Even though it’s not mathematical, Lily finds herself being pulled into a mystery involving an unhappy Cinderella, a greasy sycophant called Levi, and a slew of vanishing fairy tale characters. Racing against the clock, with a sound mathematical plan, Lily attempts to save her fairy tale friends while proving that normality = happiness.
The Cinderella Theorem overall was a really great read. I had a few small issues with the book early, but they were minor things and I am so glad that I didn’t let them get in the way of enjoying the story, because this was a book that just kept getting better and better. I loved the concept of the story and the main character, Lily was a delight. Lily loves math, she likes logic and she likes being able to get the same answer every time she does the same problem.
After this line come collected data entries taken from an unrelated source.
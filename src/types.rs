// Copyright 2026 Hypermesh Foundation. All rights reserved.
// Ecology Engine - Type Definitions

use serde::{Deserialize, Serialize};

// ─── Population State ───────────────────────────────────────────────────────

/// Live sample of the two coupled populations.
///
/// `x` is the resource (circulating supply), `y` the consumer (burn/fee
/// intensity), `t` the simulation clock. Both populations are nonnegative at
/// every observed sample.
#[derive(Debug, Clone, Copy, PartialEq, Serialize, Deserialize)]
pub struct PopulationState {
    pub x: f64,
    pub y: f64,
    pub t: f64,
}

impl PopulationState {
    pub fn new(x: f64, y: f64) -> Self {
        Self { x, y, t: 0.0 }
    }

    /// Whether the sample satisfies the nonnegative, finite invariant.
    pub fn is_admissible(&self) -> bool {
        self.x.is_finite() && self.y.is_finite() && self.t.is_finite()
            && self.x >= 0.0 && self.y >= 0.0 && self.t >= 0.0
    }

    /// Resource population has hit the absorbing collapse boundary.
    pub fn is_collapsed(&self) -> bool {
        self.x <= 0.0
    }
}

// ─── Parameters ─────────────────────────────────────────────────────────────

/// Slow-moving coefficients, changed only by governance.
#[derive(Debug, Clone, Copy, PartialEq, Serialize, Deserialize)]
#[serde(default)]
pub struct StructuralParams {
    /// Consumption efficiency.
    pub beta: f64,
    /// Consumer decay rate.
    pub gamma: f64,
}

impl Default for StructuralParams {
    fn default() -> Self {
        Self { beta: 0.02, gamma: 0.05 }
    }
}

/// Coefficients rewritten by the actuation mapper every control step.
#[derive(Debug, Clone, Copy, PartialEq, Serialize, Deserialize)]
pub struct ControlledParams {
    /// Creation rate, always inside `(0, alpha_max)`.
    pub alpha: f64,
    /// Conversion efficiency, always inside the configured band.
    pub delta: f64,
}

/// Full coefficient set handed to the integrator.
///
/// `beta` here is the *effective* value, i.e. structural beta times any
/// emergency multiplier in force.
#[derive(Debug, Clone, Copy, PartialEq, Serialize, Deserialize)]
pub struct ModelParams {
    pub alpha: f64,
    pub beta: f64,
    pub gamma: f64,
    pub delta: f64,
}

impl ModelParams {
    pub fn new(alpha: f64, beta: f64, gamma: f64, delta: f64) -> Self {
        Self { alpha, beta, gamma, delta }
    }

    pub fn compose(structural: StructuralParams, controlled: ControlledParams) -> Self {
        Self {
            alpha: controlled.alpha,
            beta: structural.beta,
            gamma: structural.gamma,
            delta: controlled.delta,
        }
    }

    /// Same coefficients with beta scaled by `multiplier`.
    pub fn with_beta_multiplier(self, multiplier: f64) -> Self {
        Self { beta: self.beta * multiplier, ..self }
    }

    /// Fastest linear rate in the system; bounds the admissible step size.
    pub fn fastest_rate(&self) -> f64 {
        self.alpha.abs().max(self.gamma.abs())
    }
}

// ─── Control Signal ─────────────────────────────────────────────────────────

/// Raw, unbounded controller output before actuation mapping.
#[derive(Debug, Clone, Copy, PartialEq, Default, Serialize, Deserialize)]
pub struct ControlSignal {
    pub u_alpha: f64,
    pub u_delta: f64,
}

impl ControlSignal {
    pub fn new(u_alpha: f64, u_delta: f64) -> Self {
        Self { u_alpha, u_delta }
    }

    /// Squared effort, used by the controller's cost functional.
    pub fn effort(&self) -> f64 {
        self.u_alpha * self.u_alpha + self.u_delta * self.u_delta
    }
}

// ─── Observation ────────────────────────────────────────────────────────────

/// Price differential `P(t) - P*` reported by the oracle collaborator.
#[derive(Debug, Clone, Copy, PartialEq, Serialize, Deserialize)]
pub struct Observation {
    pub price_differential: f64,
    /// Oracle timestamp in milliseconds.
    pub at_ms: u64,
}

// ─── Circuit Breaker Mode ───────────────────────────────────────────────────

#[derive(Debug, Clone, Copy, PartialEq, Eq, Default, Serialize, Deserialize)]
pub enum BreakerMode {
    #[default]
    Normal,
    Emergency,
}

impl BreakerMode {
    pub fn label(&self) -> &'static str {
        match self {
            Self::Normal => "NORMAL",
            Self::Emergency => "EMERGENCY: COLLAPSE RECOVERY",
        }
    }
}

// ─── Control Decision (outbound) ────────────────────────────────────────────

/// How the applied signal for a step was obtained.
#[derive(Debug, Clone, Copy, PartialEq, Eq, Serialize, Deserialize)]
pub enum DecisionSource {
    /// Fresh receding-horizon solution.
    Optimized,
    /// No admissible trajectory; previous signal held.
    HeldInfeasible,
    /// Solve exceeded its budget; previous signal held.
    HeldTimeout,
    /// Latest observation was non-finite; step skipped, previous signal held.
    HeldInvalidObservation,
    /// Forecast could not be built; previous signal held.
    HeldForecastFailure,
}

impl DecisionSource {
    pub fn is_hold(&self) -> bool {
        !matches!(self, Self::Optimized)
    }
}

/// Emitted once per control step to the settlement collaborator.
#[derive(Debug, Clone, Copy, PartialEq, Serialize, Deserialize)]
pub struct ControlDecision {
    pub step: u64,
    pub t: f64,
    pub alpha: f64,
    pub delta: f64,
    pub beta_effective: f64,
    pub breaker: BreakerMode,
    pub source: DecisionSource,
    pub signal: ControlSignal,
}

/// Recovered per-step condition; the loop stays live and reports it as data.
#[derive(Debug, Clone, Copy, PartialEq, Serialize, Deserialize)]
pub enum Anomaly {
    /// Integration clamped a negative or non-finite population.
    NumericDegeneracy,
    /// Controller found no admissible trajectory.
    Infeasible,
    /// Controller exceeded its step budget.
    Timeout,
    /// Pending observation was non-finite.
    InvalidObservation { value: f64 },
    /// Forecast could not be built from the live parameters.
    ForecastFailure,
}

// ─── Diagnostics (read interface) ───────────────────────────────────────────

#[derive(Debug, Clone, Copy, PartialEq, Eq, Serialize, Deserialize)]
pub enum StabilityClass {
    Center,
    Unstable,
    Undefined,
}

/// Read-only snapshot for observability tooling.
#[derive(Debug, Clone, Serialize, Deserialize)]
pub struct Diagnostics {
    pub step: u64,
    pub version: u64,
    pub x: f64,
    pub y: f64,
    pub t: f64,
    /// `None` when the live parameters are degenerate.
    pub equilibrium: Option<(f64, f64)>,
    pub stability: StabilityClass,
    pub period: Option<f64>,
    pub breaker: BreakerMode,
    pub beta_multiplier: f64,
    pub breaker_trips: u64,
    pub alpha: f64,
    pub delta: f64,
    pub beta_effective: f64,
    pub last_cost: Option<f64>,
    pub last_price_differential: f64,
    pub consecutive_degeneracies: u32,
    pub invariant_drift: f64,
    /// Largest single-step relative drift since the last reset.
    pub invariant_max_step_drift: f64,
    pub invariant_alarm: bool,
    pub last_anomalies: Vec<Anomaly>,
}

// ─── Tests ──────────────────────────────────────────────────────────────────

#[cfg(test)]
mod tests {
    use super::*;

    #[test]
    fn admissible_state_rejects_negative_and_nan() {
        assert!(PopulationState::new(5.0, 2.0).is_admissible());
        assert!(PopulationState::new(0.0, 0.0).is_admissible());
        assert!(!PopulationState::new(-0.1, 2.0).is_admissible());
        assert!(!PopulationState::new(f64::NAN, 2.0).is_admissible());
        assert!(!PopulationState::new(1.0, f64::INFINITY).is_admissible());
    }

    #[test]
    fn compose_and_scale_beta() {
        let p = ModelParams::compose(
            StructuralParams { beta: 0.02, gamma: 0.05 },
            ControlledParams { alpha: 0.1, delta: 0.01 },
        );
        assert_eq!(p, ModelParams::new(0.1, 0.02, 0.05, 0.01));
        let scaled = p.with_beta_multiplier(3.0);
        assert!((scaled.beta - 0.06).abs() < 1e-12);
        assert_eq!(scaled.alpha, p.alpha);
        assert!((p.fastest_rate() - 0.1).abs() < 1e-12);
    }

    #[test]
    fn hold_sources() {
        assert!(!DecisionSource::Optimized.is_hold());
        assert!(DecisionSource::HeldTimeout.is_hold());
        assert!(DecisionSource::HeldInvalidObservation.is_hold());
    }
}
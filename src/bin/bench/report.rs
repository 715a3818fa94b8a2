// Benchmark Report Types
// Structured output for offline analysis of control-loop behaviour

use serde::Serialize;

// ─── Statistics (per-metric Monte Carlo aggregation) ────────────────────────

#[derive(Debug, Clone, Serialize)]
pub struct Stats {
    pub mean: f64,
    pub std_dev: f64,
    pub ci_lower: f64,
    pub ci_upper: f64,
    pub min: f64,
    pub max: f64,
    pub n: usize,
}

impl Stats {
    pub fn from_samples(samples: &[f64]) -> Self {
        let n = samples.len();
        if n == 0 {
            return Self { mean: 0.0, std_dev: 0.0, ci_lower: 0.0, ci_upper: 0.0, min: 0.0, max: 0.0, n: 0 };
        }
        let mean = samples.iter().sum::<f64>() / n as f64;
        let variance = if n > 1 {
            samples.iter().map(|x| (x - mean).powi(2)).sum::<f64>() / (n - 1) as f64
        } else {
            0.0
        };
        let std_dev = variance.sqrt();
        let stderr = std_dev / (n as f64).sqrt();
        let z = 1.96; // 95% CI
        Self {
            mean,
            std_dev,
            ci_lower: mean - z * stderr,
            ci_upper: mean + z * stderr,
            min: samples.iter().cloned().fold(f64::INFINITY, f64::min),
            max: samples.iter().cloned().fold(f64::NEG_INFINITY, f64::max),
            n,
        }
    }
}

// ─── Single-Run Result ──────────────────────────────────────────────────────

#[derive(Debug, Clone, Serialize)]
pub struct BenchResult {
    pub scenario: String,
    pub name: String,
    pub category: String,
    pub seed: u64,
    pub pass: bool,
    pub steps_completed: u64,
    pub halted: bool,
    pub min_x: f64,
    pub max_x: f64,
    pub min_y: f64,
    pub max_y: f64,
    pub final_x: f64,
    pub final_y: f64,
    pub mean_tracking_error: f64,
    pub breaker_transitions: u64,
    pub emergency_steps: u64,
    pub peak_beta_multiplier: f64,
    pub final_mode: &'static str,
    pub held_infeasible: u32,
    pub held_timeout: u32,
    pub held_invalid_observation: u32,
    pub held_forecast_failure: u32,
    pub total_holds: u32,
    pub degeneracies: u32,
    pub oracle_dropouts: u64,
    pub mean_cost: f64,
    pub invariant_drift: f64,
    pub max_step_drift: f64,
    pub elapsed_ms: u128,
    pub steps_per_sec: f64,
}

// ─── Monte Carlo Report (per-scenario aggregation) ──────────────────────────

#[derive(Debug, Clone, Serialize)]
pub struct MonteCarloReport {
    pub scenario_name: String,
    pub label: String,
    pub category: String,
    pub n_runs: usize,
    pub pass_rate: f64,
    pub min_x: Stats,
    pub max_x: Stats,
    pub mean_tracking_error: Stats,
    pub breaker_transitions: Stats,
    pub emergency_steps: Stats,
    pub peak_beta_multiplier: Stats,
    pub holds: Stats,
    pub mean_cost: Stats,
    pub elapsed_ms: Stats,
    pub steps_per_sec: Stats,
    pub individual_runs: Vec<BenchResult>,
}

// ─── Suite Validation Summary ───────────────────────────────────────────────

#[derive(Debug, Clone, Serialize)]
pub struct ValidationSummary {
    /// No run in any scenario drove the resource to the floor.
    pub no_collapse: bool,
    /// No run tripped the consecutive-degeneracy halt.
    pub no_halt: bool,
    /// Every stress run entered Emergency.
    pub breaker_engaged_under_stress: bool,
    /// Lowest resource level observed across the suite.
    pub global_min_x: f64,
}

impl ValidationSummary {
    pub fn all_pass(&self) -> bool {
        self.no_collapse && self.no_halt && self.breaker_engaged_under_stress
    }
}

// ─── Top-Level Report ───────────────────────────────────────────────────────

#[derive(Debug, Serialize)]
pub struct BenchReport {
    pub timestamp: String,
    pub version: &'static str,
    pub prng: &'static str,
    pub n_runs_per_scenario: usize,
    pub horizon_steps: usize,
    pub summary: Summary,
    pub validation: ValidationSummary,
    pub scenarios: Vec<MonteCarloReport>,
}

#[derive(Debug, Serialize)]
pub struct Summary {
    pub total: usize,
    pub passed: usize,
    pub failed: usize,
    pub pass_rate: f64,
}

#[cfg(test)]
mod tests {
    use super::*;

    #[test]
    fn stats_of_known_samples() {
        let s = Stats::from_samples(&[1.0, 2.0, 3.0, 4.0]);
        assert!((s.mean - 2.5).abs() < 1e-12);
        assert!((s.std_dev - (5.0_f64 / 3.0).sqrt()).abs() < 1e-12);
        assert_eq!(s.min, 1.0);
        assert_eq!(s.max, 4.0);
        assert!(s.ci_lower < s.mean && s.mean < s.ci_upper);
    }

    #[test]
    fn stats_of_nothing_is_zeroed() {
        let s = Stats::from_samples(&[]);
        assert_eq!(s.n, 0);
        assert_eq!(s.mean, 0.0);
    }
}
// Copyright 2026 Hypermesh Foundation. All rights reserved.
// Ecology Engine - Configuration
//
// Static configuration surface. Every calibration constant of the loop lives
// here; nothing downstream hard-codes a weight or threshold. Sections default
// independently so a partial JSON document or a handful of ECOLOGY_*
// environment variables is enough to override what matters.

use serde::{Deserialize, Serialize};
use std::str::FromStr;

use crate::actuation::ActuationMapper;
use crate::breaker::BreakerSettings;
use crate::controller::MpcSettings;
use crate::dynamics::Integrator;
use crate::equilibrium::EquilibriumError;
use crate::types::{ModelParams, PopulationState, StructuralParams};

// ─── Errors ─────────────────────────────────────────────────────────────────

#[derive(Debug, thiserror::Error)]
pub enum ConfigError {
    #[error("invalid configuration for `{field}`: {reason}")]
    Invalid { field: &'static str, reason: String },

    #[error("configuration document could not be parsed: {0}")]
    Parse(#[from] serde_json::Error),

    #[error("environment variable {var} has unparseable value {value:?}")]
    Env { var: &'static str, value: String },

    #[error(transparent)]
    Degenerate(#[from] EquilibriumError),
}

fn invalid(field: &'static str, reason: impl Into<String>) -> ConfigError {
    ConfigError::Invalid { field, reason: reason.into() }
}

// ─── Sections ───────────────────────────────────────────────────────────────

#[derive(Debug, Clone, Copy, PartialEq, Serialize, Deserialize)]
#[serde(default)]
pub struct IntegrationSettings {
    /// Live RK4 substep.
    pub dt: f64,
    /// Largest admissible `dt * max(alpha, gamma)`.
    pub stability_limit: f64,
}

impl Default for IntegrationSettings {
    fn default() -> Self {
        Self { dt: 0.01, stability_limit: 0.25 }
    }
}

impl IntegrationSettings {
    pub fn integrator(&self) -> Integrator {
        Integrator::new(self.stability_limit)
    }
}

#[derive(Debug, Clone, Copy, PartialEq, Serialize, Deserialize)]
#[serde(default)]
pub struct DriverSettings {
    /// Wall-clock period of the control loop.
    pub cadence_ms: u64,
    /// Consecutive degenerate steps tolerated before halting.
    pub max_consecutive_degeneracies: u32,
    /// Cumulative first-integral drift that raises the invariant alarm.
    pub invariant_tolerance: f64,
    /// Capacity of the in-memory decision log.
    pub decision_log_capacity: usize,
}

impl Default for DriverSettings {
    fn default() -> Self {
        Self {
            cadence_ms: 1000,
            max_consecutive_degeneracies: 5,
            invariant_tolerance: 1e-3,
            decision_log_capacity: 256,
        }
    }
}

#[derive(Debug, Clone, Copy, PartialEq, Serialize, Deserialize)]
#[serde(default)]
pub struct InitialState {
    pub x: f64,
    pub y: f64,
}

impl Default for InitialState {
    fn default() -> Self {
        Self { x: 5.0, y: 2.0 }
    }
}

impl InitialState {
    pub fn state(&self) -> PopulationState {
        PopulationState::new(self.x, self.y)
    }
}

// ─── EngineConfig ───────────────────────────────────────────────────────────

#[derive(Debug, Clone, Default, PartialEq, Serialize, Deserialize)]
#[serde(default)]
pub struct EngineConfig {
    pub actuation: ActuationMapper,
    pub structural: StructuralParams,
    pub breaker: BreakerSettings,
    pub controller: MpcSettings,
    pub integration: IntegrationSettings,
    pub driver: DriverSettings,
    pub initial: InitialState,
}

impl EngineConfig {
    /// Parse a (possibly partial) JSON document and validate it.
    pub fn from_json_str(raw: &str) -> Result<Self, ConfigError> {
        let cfg: Self = serde_json::from_str(raw)?;
        cfg.validate()?;
        Ok(cfg)
    }

    /// Defaults overridden by `ECOLOGY_*` process environment variables.
    pub fn from_env() -> Result<Self, ConfigError> {
        Self::from_lookup(|var| std::env::var(var).ok())
    }

    /// Defaults overridden through an arbitrary variable lookup.
    pub fn from_lookup<F>(lookup: F) -> Result<Self, ConfigError>
    where
        F: Fn(&str) -> Option<String>,
    {
        let mut cfg = Self::default();
        let env = Overrides { lookup: &lookup };

        env.apply("ECOLOGY_ALPHA_MAX", &mut cfg.actuation.alpha_max)?;
        env.apply("ECOLOGY_DELTA_BASE", &mut cfg.actuation.delta_base)?;
        env.apply("ECOLOGY_DELTA_RANGE", &mut cfg.actuation.delta_range)?;

        env.apply("ECOLOGY_BETA", &mut cfg.structural.beta)?;
        env.apply("ECOLOGY_GAMMA", &mut cfg.structural.gamma)?;

        env.apply("ECOLOGY_T_ENTER", &mut cfg.breaker.t_enter)?;
        env.apply("ECOLOGY_T_EXIT", &mut cfg.breaker.t_exit)?;
        env.apply("ECOLOGY_BREAKER_K", &mut cfg.breaker.k)?;
        env.apply("ECOLOGY_BREAKER_P", &mut cfg.breaker.p)?;
        if let Some(raw) = lookup("ECOLOGY_MAX_MULTIPLIER") {
            let cap = parse("ECOLOGY_MAX_MULTIPLIER", &raw)?;
            cfg.breaker.max_multiplier = Some(cap);
        }

        env.apply("ECOLOGY_HORIZON_STEPS", &mut cfg.controller.horizon_steps)?;
        env.apply("ECOLOGY_MAX_HORIZON_STEPS", &mut cfg.controller.max_horizon_steps)?;
        env.apply("ECOLOGY_CONTROL_DT", &mut cfg.controller.control_dt)?;
        env.apply("ECOLOGY_FORECAST_DT", &mut cfg.controller.forecast_dt)?;
        env.apply("ECOLOGY_SOLVE_TIMEOUT_MS", &mut cfg.controller.solve_timeout_ms)?;

        env.apply("ECOLOGY_DT", &mut cfg.integration.dt)?;
        env.apply("ECOLOGY_STABILITY_LIMIT", &mut cfg.integration.stability_limit)?;

        env.apply("ECOLOGY_CADENCE_MS", &mut cfg.driver.cadence_ms)?;
        env.apply("ECOLOGY_MAX_DEGENERACIES", &mut cfg.driver.max_consecutive_degeneracies)?;

        env.apply("ECOLOGY_INITIAL_X", &mut cfg.initial.x)?;
        env.apply("ECOLOGY_INITIAL_Y", &mut cfg.initial.y)?;

        cfg.validate()?;
        Ok(cfg)
    }

    /// Check every section. Degenerate coefficients are rejected here so the
    /// running loop never meets a zero denominator.
    pub fn validate(&self) -> Result<(), ConfigError> {
        let a = &self.actuation;
        positive("actuation.alpha_max", a.alpha_max)?;
        positive("actuation.delta_base", a.delta_base)?;
        non_negative("actuation.delta_range", a.delta_range)?;
        if a.delta_range >= a.delta_base {
            return Err(EquilibriumError::DegenerateParameters {
                reason: "conversion band reaches zero (delta_range >= delta_base)",
            }
            .into());
        }

        validate_structural(&self.structural)?;

        validate_breaker(&self.breaker)?;

        let c = &self.controller;
        positive("controller.control_dt", c.control_dt)?;
        positive("controller.forecast_dt", c.forecast_dt)?;
        if c.forecast_dt > c.control_dt {
            return Err(invalid("controller.forecast_dt", "forecast substep exceeds the control interval"));
        }
        if c.max_horizon_steps == 0 {
            return Err(invalid("controller.max_horizon_steps", "must be at least 1"));
        }
        if c.grid_levels == 0 {
            return Err(invalid("controller.grid_levels", "must be at least 1"));
        }
        if c.move_blocks == 0 {
            return Err(invalid("controller.move_blocks", "must be at least 1"));
        }
        non_negative("controller.signal_span", c.signal_span)?;
        for (field, w) in [
            ("controller.w_x", c.w_x),
            ("controller.w_y", c.w_y),
            ("controller.w_effort", c.w_effort),
            ("controller.w_barrier", c.w_barrier),
            ("controller.collapse_margin", c.collapse_margin),
            ("controller.collapse_floor", c.collapse_floor),
            ("controller.price_gain", c.price_gain),
        ] {
            non_negative(field, w)?;
        }
        if c.price_gain >= 1.0 {
            return Err(invalid("controller.price_gain", "target shift must stay below 100%"));
        }
        if c.solve_timeout_ms == 0 {
            return Err(invalid("controller.solve_timeout_ms", "must be positive"));
        }

        let i = &self.integration;
        positive("integration.dt", i.dt)?;
        positive("integration.stability_limit", i.stability_limit)?;
        let integrator = i.integrator();
        let fastest = ModelParams::new(a.alpha_max, self.structural.beta, self.structural.gamma, a.delta_base);
        integrator
            .check_step(i.dt, &fastest)
            .map_err(|e| invalid("integration.dt", e.to_string()))?;
        integrator
            .check_step(c.forecast_dt, &fastest)
            .map_err(|e| invalid("controller.forecast_dt", e.to_string()))?;

        let d = &self.driver;
        if d.cadence_ms == 0 {
            return Err(invalid("driver.cadence_ms", "must be positive"));
        }
        if d.max_consecutive_degeneracies == 0 {
            return Err(invalid("driver.max_consecutive_degeneracies", "must be at least 1"));
        }
        positive("driver.invariant_tolerance", d.invariant_tolerance)?;

        if !self.initial.state().is_admissible() {
            return Err(invalid(
                "initial",
                format!("populations must be finite and nonnegative, got ({}, {})", self.initial.x, self.initial.y),
            ));
        }
        Ok(())
    }
}

/// Governance-time check of structural coefficients.
pub fn validate_structural(s: &StructuralParams) -> Result<(), ConfigError> {
    if !(s.beta > 0.0) || !s.beta.is_finite() {
        return Err(EquilibriumError::DegenerateParameters { reason: "structural beta must be positive" }.into());
    }
    positive("structural.gamma", s.gamma)
}

/// Governance-time check of breaker thresholds and curve.
pub fn validate_breaker(b: &BreakerSettings) -> Result<(), ConfigError> {
    positive("breaker.t_enter", b.t_enter)?;
    non_negative("breaker.t_exit", b.t_exit)?;
    if b.t_exit >= b.t_enter {
        return Err(invalid("breaker.t_exit", "exit threshold must be strictly below entry threshold"));
    }
    positive("breaker.k", b.k)?;
    if !(b.p > 1.0) || !b.p.is_finite() {
        return Err(invalid("breaker.p", format!("exponent must exceed 1, got {}", b.p)));
    }
    if let Some(cap) = b.max_multiplier {
        if !(cap > 1.0) || !cap.is_finite() {
            return Err(invalid("breaker.max_multiplier", format!("cap must exceed 1, got {cap}")));
        }
    }
    Ok(())
}

// ─── Helpers ────────────────────────────────────────────────────────────────

struct Overrides<'a, F> {
    lookup: &'a F,
}

impl<F> Overrides<'_, F>
where
    F: Fn(&str) -> Option<String>,
{
    fn apply<T: FromStr>(&self, var: &'static str, slot: &mut T) -> Result<(), ConfigError> {
        if let Some(raw) = (self.lookup)(var) {
            *slot = parse(var, &raw)?;
        }
        Ok(())
    }
}

fn parse<T: FromStr>(var: &'static str, raw: &str) -> Result<T, ConfigError> {
    raw.trim().parse().map_err(|_| ConfigError::Env { var, value: raw.to_string() })
}

fn positive(field: &'static str, v: f64) -> Result<(), ConfigError> {
    if v > 0.0 && v.is_finite() {
        Ok(())
    } else {
        Err(invalid(field, format!("must be finite and positive, got {v}")))
    }
}

fn non_negative(field: &'static str, v: f64) -> Result<(), ConfigError> {
    if v >= 0.0 && v.is_finite() {
        Ok(())
    } else {
        Err(invalid(field, format!("must be finite and nonnegative, got {v}")))
    }
}

// ─── Tests ──────────────────────────────────────────────────────────────────

#[cfg(test)]
mod tests {
    use super::*;
    use std::collections::HashMap;

    #[test]
    fn defaults_validate() {
        EngineConfig::default().validate().expect("test: defaults are valid");
    }

    #[test]
    fn partial_json_keeps_other_defaults() {
        let cfg = EngineConfig::from_json_str(r#"{ "breaker": { "t_enter": 0.2 }, "structural": { "gamma": 0.04 } }"#)
            .expect("test: valid partial document");
        assert_eq!(cfg.breaker.t_enter, 0.2);
        assert_eq!(cfg.breaker.t_exit, 0.05);
        assert_eq!(cfg.structural.gamma, 0.04);
        assert_eq!(cfg.structural.beta, 0.02);
        assert_eq!(cfg.controller, MpcSettings::default());
    }

    #[test]
    fn malformed_json_is_a_parse_error() {
        assert!(matches!(EngineConfig::from_json_str("{ not json"), Err(ConfigError::Parse(_))));
    }

    #[test]
    fn zero_beta_is_degenerate() {
        let mut cfg = EngineConfig::default();
        cfg.structural.beta = 0.0;
        assert!(matches!(cfg.validate(), Err(ConfigError::Degenerate(EquilibriumError::DegenerateParameters { .. }))));
    }

    #[test]
    fn conversion_band_touching_zero_is_degenerate() {
        let mut cfg = EngineConfig::default();
        cfg.actuation.delta_range = cfg.actuation.delta_base;
        assert!(matches!(cfg.validate(), Err(ConfigError::Degenerate(_))));
    }

    #[test]
    fn hysteresis_requires_exit_below_enter() {
        let mut cfg = EngineConfig::default();
        cfg.breaker.t_exit = cfg.breaker.t_enter;
        assert!(matches!(cfg.validate(), Err(ConfigError::Invalid { field: "breaker.t_exit", .. })));
    }

    #[test]
    fn linear_breaker_curve_is_rejected() {
        let mut cfg = EngineConfig::default();
        cfg.breaker.p = 1.0;
        assert!(matches!(cfg.validate(), Err(ConfigError::Invalid { field: "breaker.p", .. })));
    }

    #[test]
    fn flat_breaker_gain_is_rejected() {
        let mut cfg = EngineConfig::default();
        cfg.breaker.k = 0.0;
        assert!(matches!(cfg.validate(), Err(ConfigError::Invalid { field: "breaker.k", .. })));
    }

    #[test]
    fn unit_multiplier_cap_is_rejected() {
        let mut cfg = EngineConfig::default();
        cfg.breaker.max_multiplier = Some(1.0);
        assert!(matches!(cfg.validate(), Err(ConfigError::Invalid { field: "breaker.max_multiplier", .. })));

        cfg.breaker.max_multiplier = Some(1.5);
        cfg.validate().expect("test: cap above one is valid");
    }

    #[test]
    fn unstable_integration_step_is_rejected() {
        let mut cfg = EngineConfig::default();
        cfg.integration.dt = 2.0;
        assert!(matches!(cfg.validate(), Err(ConfigError::Invalid { field: "integration.dt", .. })));
    }

    #[test]
    fn lookup_overrides_defaults() {
        let vars: HashMap<&str, &str> = [
            ("ECOLOGY_ALPHA_MAX", "0.3"),
            ("ECOLOGY_T_ENTER", " 0.15 "),
            ("ECOLOGY_CADENCE_MS", "250"),
            ("ECOLOGY_MAX_MULTIPLIER", "6"),
        ]
        .into_iter()
        .collect();
        let cfg = EngineConfig::from_lookup(|k| vars.get(k).map(|v| v.to_string())).expect("test: valid overrides");
        assert_eq!(cfg.actuation.alpha_max, 0.3);
        assert_eq!(cfg.breaker.t_enter, 0.15);
        assert_eq!(cfg.driver.cadence_ms, 250);
        assert_eq!(cfg.breaker.max_multiplier, Some(6.0));
        assert_eq!(cfg.structural, StructuralParams::default());
    }

    #[test]
    fn unparseable_variable_names_the_culprit() {
        let err = EngineConfig::from_lookup(|k| (k == "ECOLOGY_GAMMA").then(|| "fast".to_string()))
            .expect_err("test: bad value");
        assert!(matches!(err, ConfigError::Env { var: "ECOLOGY_GAMMA", .. }));
    }
}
I loved her commentary throughout the story, told through math equations and footnotes. It was so funny.
Lily Sparrow is just a normal high school student when she comes home on her 15th birthday to find out that her dad is not dead like she thought, but rather the ruler of a magical land where all fairy tale characters go to live out their “happily ever after”. A cool concept but it was in this initial phase that I had a couple of minor problems. First up, Lily’s mom. Her mom is very nice and it is easy to see that she really cares for her daughter, but her flippant almost ditzy way that she dealt with telling Lily this crazy magical story was annoying. She didn’t want to explain everything, she just expected her daughter to be fine with dead dad showing up out of no where, in her bathtub no less. And then she expected her to automatically understand all the crazy magical ins and outs of the land with no questions asked. Her dad was more understanding about the whole thing. The other small issue I had, was that I wasn’t crazy about the name for the land. But other than that, I really loved the book.
The plot revolved around the happiness levels of the characters. Since each fairy tale character was supposed to live out their HEA, if they became truly sad they were in danger of disappearing. And if all characters in a story disappeared, then the story also disappeared from our world’s records. When characters start disappearing left and right, Lily has to get to the bottom of it. I loved it. Mostly because Lily. She was such a treat for me. I loved her voice in the story. I hope the next book is done in the same fashion, with her math equations and footnote commentary throughout. That was my favorite. There was only a tiny hint at a romance to come, one that I hope is explored more in the next book. I can’t wait to discover more Lily Sparrow!